Technological Advancement and Star Wars

Lately we’ve been reading a lot of Jeffrey Brown’s Darth Vader books with the Geek Toddler. She loves them, and they’re great. We’ll probably talk more about them at some point. But there’s one page in particular that made me just stop and think.

Haha, common parent statement, right? And in this case it’s also totally true.

We get to see plenty of big space ship battles in Star Wars Episodes I-III. Lots of different ship types. Which, we know from seeing things like the Rebel Fleet in the later movies, sure, there are lots of different ship types in the Star Wars universe.

However, like the Death Star, the Star Destroyer is a product of the Empire. A product of an authoritarian war machine that only really exists for maybe 20-30 years? Wait, there’s a timeline, hold on…

Okay, so 23 years is how long the Empire is around? And 19 years between episodes III and IV (and Rogue One). In that time they develop and build Star Destroyers and a Death Star. Wow! Both the R&D and the actual manufacture there is impressive, even with the full might of an intergalactic state behind it.

As seen in Rogue One, so major coercion was needed, and I liked the point that was made about how they would develop the weapon sooner or later – just sooner with the help of a genius. That’s still a really tight window, and even if some of that development started before the Senate fell (might have I don’t know), that’s still a whole lot.
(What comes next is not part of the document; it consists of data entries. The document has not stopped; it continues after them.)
//! Error types for the card bot.

use std::time::Duration;

/// Top-level error type for a dispatched turn.
#[derive(Debug, thiserror::Error)]
pub enum Error {
    #[error("Configuration error: {0}")]
    Config(#[from] ConfigError),

    #[error("Template error: {0}")]
    Template(#[from] TemplateError),

    #[error("Search error: {0}")]
    Search(#[from] SearchError),

    #[error("Channel error: {0}")]
    Channel(#[from] ChannelError),

    /// Extension command id the bot has no handler for.
    #[error("NotImplemented: extension command {command_id}")]
    NotImplemented { command_id: String },

    #[error("Invalid activity: {0}")]
    InvalidActivity(String),
}

/// Configuration-related errors.
#[derive(Debug, thiserror::Error)]
pub enum ConfigError {
    #[error("Invalid configuration value for {key}: {message}")]
    InvalidValue { key: String, message: String },

    #[error("Failed to load template {path}: {reason}")]
    TemplateLoad { path: String, reason: String },

    #[error("IO error: {0}")]
    Io(#[from] std::io::Error),
}

/// Card template errors. Fatal to the render call only.
#[derive(Debug, thiserror::Error)]
pub enum TemplateError {
    #[error("Unknown template: {0}")]
    UnknownTemplate(String),

    #[error("Template {template} requires binding {slot}")]
    MissingBinding { template: String, slot: String },

    #[error("Template data must be a JSON object, got {0}")]
    InvalidData(String),
}

/// Errors from the package search collaborator.
#[derive(Debug, thiserror::Error)]
pub enum SearchError {
    #[error("Search request failed: {0}")]
    RequestFailed(String),

    #[error("Search endpoint returned {status}: {body}")]
    Status { status: u16, body: String },

    #[error("Search timed out after {0:?}")]
    Timeout(Duration),

    #[error("Invalid search response: {0}")]
    InvalidResponse(String),
}

/// Outbound conversation errors (send / update).
#[derive(Debug, thiserror::Error)]
pub enum ChannelError {
    #[error("Failed to send activity to conversation {conversation_id}: {reason}")]
    SendFailed {
        conversation_id: String,
        reason: String,
    },

    #[error("Failed to update activity {activity_id}: {reason}")]
    UpdateFailed { activity_id: String, reason: String },

    #[error("HTTP error: {0}")]
    Http(String),
}

/// Result type alias for the bot.
pub type Result<T> = std::result::Result<T, Error>;
//! Package search collaborator used by the compose-extension query.

use std::time::Duration;

use async_trait::async_trait;
use serde::{Deserialize, Serialize};
use tracing::debug;

use crate::error::SearchError;

/// One search hit.
#[derive(Debug, Clone, PartialEq, Eq, Serialize, Deserialize)]
pub struct SearchResultItem {
    pub name: String,
    #[serde(default)]
    pub description: String,
}

/// Returns a ranked list of items for a search term.
#[async_trait]
pub trait SearchClient: Send + Sync {
    async fn search(&self, text: &str, size: usize) -> Result<Vec<SearchResultItem>, SearchError>;
}

#[derive(Debug, Deserialize)]
struct RegistryResponse {
    #[serde(default)]
    objects: Vec<RegistryObject>,
}

#[derive(Debug, Deserialize)]
struct RegistryObject {
    package: RegistryPackage,
}

#[derive(Debug, Deserialize)]
struct RegistryPackage {
    name: String,
    #[serde(default)]
    description: Option<String>,
}

/// npm registry search (`GET <endpoint>?text=..&size=..`).
pub struct NpmSearchClient {
    client: reqwest::Client,
    endpoint: String,
    timeout: Duration,
}

impl NpmSearchClient {
    pub fn new(endpoint: impl Into<String>, timeout: Duration) -> Self {
        Self {
            client: reqwest::Client::new(),
            endpoint: endpoint.into(),
            timeout,
        }
    }
}

#[async_trait]
impl SearchClient for NpmSearchClient {
    async fn search(&self, text: &str, size: usize) -> Result<Vec<SearchResultItem>, SearchError> {
        debug!(endpoint = %self.endpoint, text = text, size, "Searching packages");

        let resp = self
            .client
            .get(&self.endpoint)
            .query(&[("text", text.to_string()), ("size", size.to_string())])
            .timeout(self.timeout)
            .send()
            .await
            .map_err(|e| {
                if e.is_timeout() {
                    SearchError::Timeout(self.timeout)
                } else {
                    SearchError::RequestFailed(e.to_string())
                }
            })?;

        if !resp.status().is_success() {
            let status = resp.status().as_u16();
            let body = resp.text().await.unwrap_or_default();
            return Err(SearchError::Status { status, body });
        }

        let data: RegistryResponse = resp
            .json()
            .await
            .map_err(|e| SearchError::InvalidResponse(e.to_string()))?;

        Ok(data
            .objects
            .into_iter()
            .map(|obj| SearchResultItem {
                name: obj.package.name,
                description: obj.package.description.unwrap_or_default(),
            })
            .collect())
    }
}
But Star Wars lore goes a whole lot further back than that. For one thing, there’s the whole Old Republic, a long time ago even from the standpoint of the films. I imagine there are books and other media in this era, but mainly there have been video games – so the most time-intensive and immersive form of media.

And there’s so much about the society of Star Wars that seems the same between the Old Republic and the movies. The droids, the crime, the relevant races, the Jedi…
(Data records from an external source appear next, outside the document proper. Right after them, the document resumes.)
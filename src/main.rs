use std::sync::Arc;

use card_bot::cards::TemplateRegistry;
use card_bot::config::BotConfig;
use card_bot::dispatcher::{ActivityDispatcher, DispatcherDeps};
use card_bot::outbound::ConnectorClient;
use card_bot::search::NpmSearchClient;
use card_bot::server::bot_routes;
use card_bot::side_effect::{BrowserOpener, LoggingRunner, SideEffectRunner};
use card_bot::state::LikeStore;

#[tokio::main]
async fn main() -> anyhow::Result<()> {
    // Initialize tracing
    tracing_subscriber::fmt()
        .with_env_filter(
            tracing_subscriber::EnvFilter::try_from_default_env()
                .unwrap_or_else(|_| tracing_subscriber::EnvFilter::new("info")),
        )
        .with_target(false)
        .init();

    let config = BotConfig::from_env()?;

    eprintln!("🤖 Card Bot v{}", env!("CARGO_PKG_VERSION"));
    eprintln!("   Endpoint: http://0.0.0.0:{}/api/messages", config.port);
    eprintln!("   Search: {}", config.search_endpoint);
    eprintln!("   Like scope: {}", config.like_scope);

    // ── Templates ────────────────────────────────────────────────────────
    let mut templates = TemplateRegistry::builtin();
    if let Some(dir) = &config.template_dir {
        let loaded = templates.load_dir(dir)?;
        eprintln!("   Templates: {} loaded from {}", loaded, dir.display());
    }

    // ── Collaborators ────────────────────────────────────────────────────
    let side_effects: Arc<dyn SideEffectRunner> = if config.open_urls {
        eprintln!("   URLs: opened in browser");
        Arc::new(BrowserOpener)
    } else {
        eprintln!("   URLs: logged only");
        Arc::new(LoggingRunner)
    };

    let dispatcher = Arc::new(ActivityDispatcher::new(DispatcherDeps {
        templates: Arc::new(templates),
        likes: Arc::new(LikeStore::new(config.like_scope)),
        search: Arc::new(NpmSearchClient::new(
            config.search_endpoint.clone(),
            config.search_timeout,
        )),
        sink: Arc::new(ConnectorClient::new(config.connector_token.clone())),
        google_url: config.google_url.clone(),
        web_url: config.web_url.clone(),
    }));

    let app = bot_routes(dispatcher, side_effects);
    let listener = tokio::net::TcpListener::bind(format!("0.0.0.0:{}", config.port)).await?;
    tracing::info!(port = config.port, "Bot endpoint started");
    axum::serve(listener, app).await?;

    Ok(())
}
I have always been a bit amused by this lack of change, but had not fully thought about how, once the Empire began, there was a massive surge in new technology. Even the Clones seemed like something that had been researched for a long while before finally coming together just in time to have some Clone Wars.

I suppose that the Old Republic is also missing from that canon timeline, sadly. So maybe this isn’t really a problem from a canon standpoint. But it’s sad to set history like that aside as well. What do you think?

3 responses to “Technological Advancement and Star Wars

  1. I thought a lot about this when I was writing SW fanfiction. It was always hard to parse and figure out where I could posit technological advancements or regressions when, as a whole, the GFFA seems technologically stagnant. The Empire brought some huge advancements in scale with machines like the Death Star and Star Destroyers, but I think it’s mainly scale.

    Cloning is an issue for me in the canon. They had this technology and it’s established somewhere that, toward the end of the Clone Wars, they were cloning body parts to keep the Clone soldiers active after grievous injury (see what I did there?) and yet we have a Vader suit rather than cloned lungs for Anakin. Presumably cloned lungs would have been feasible and required a lot less maintenance than a hyperbaric chamber and a suit.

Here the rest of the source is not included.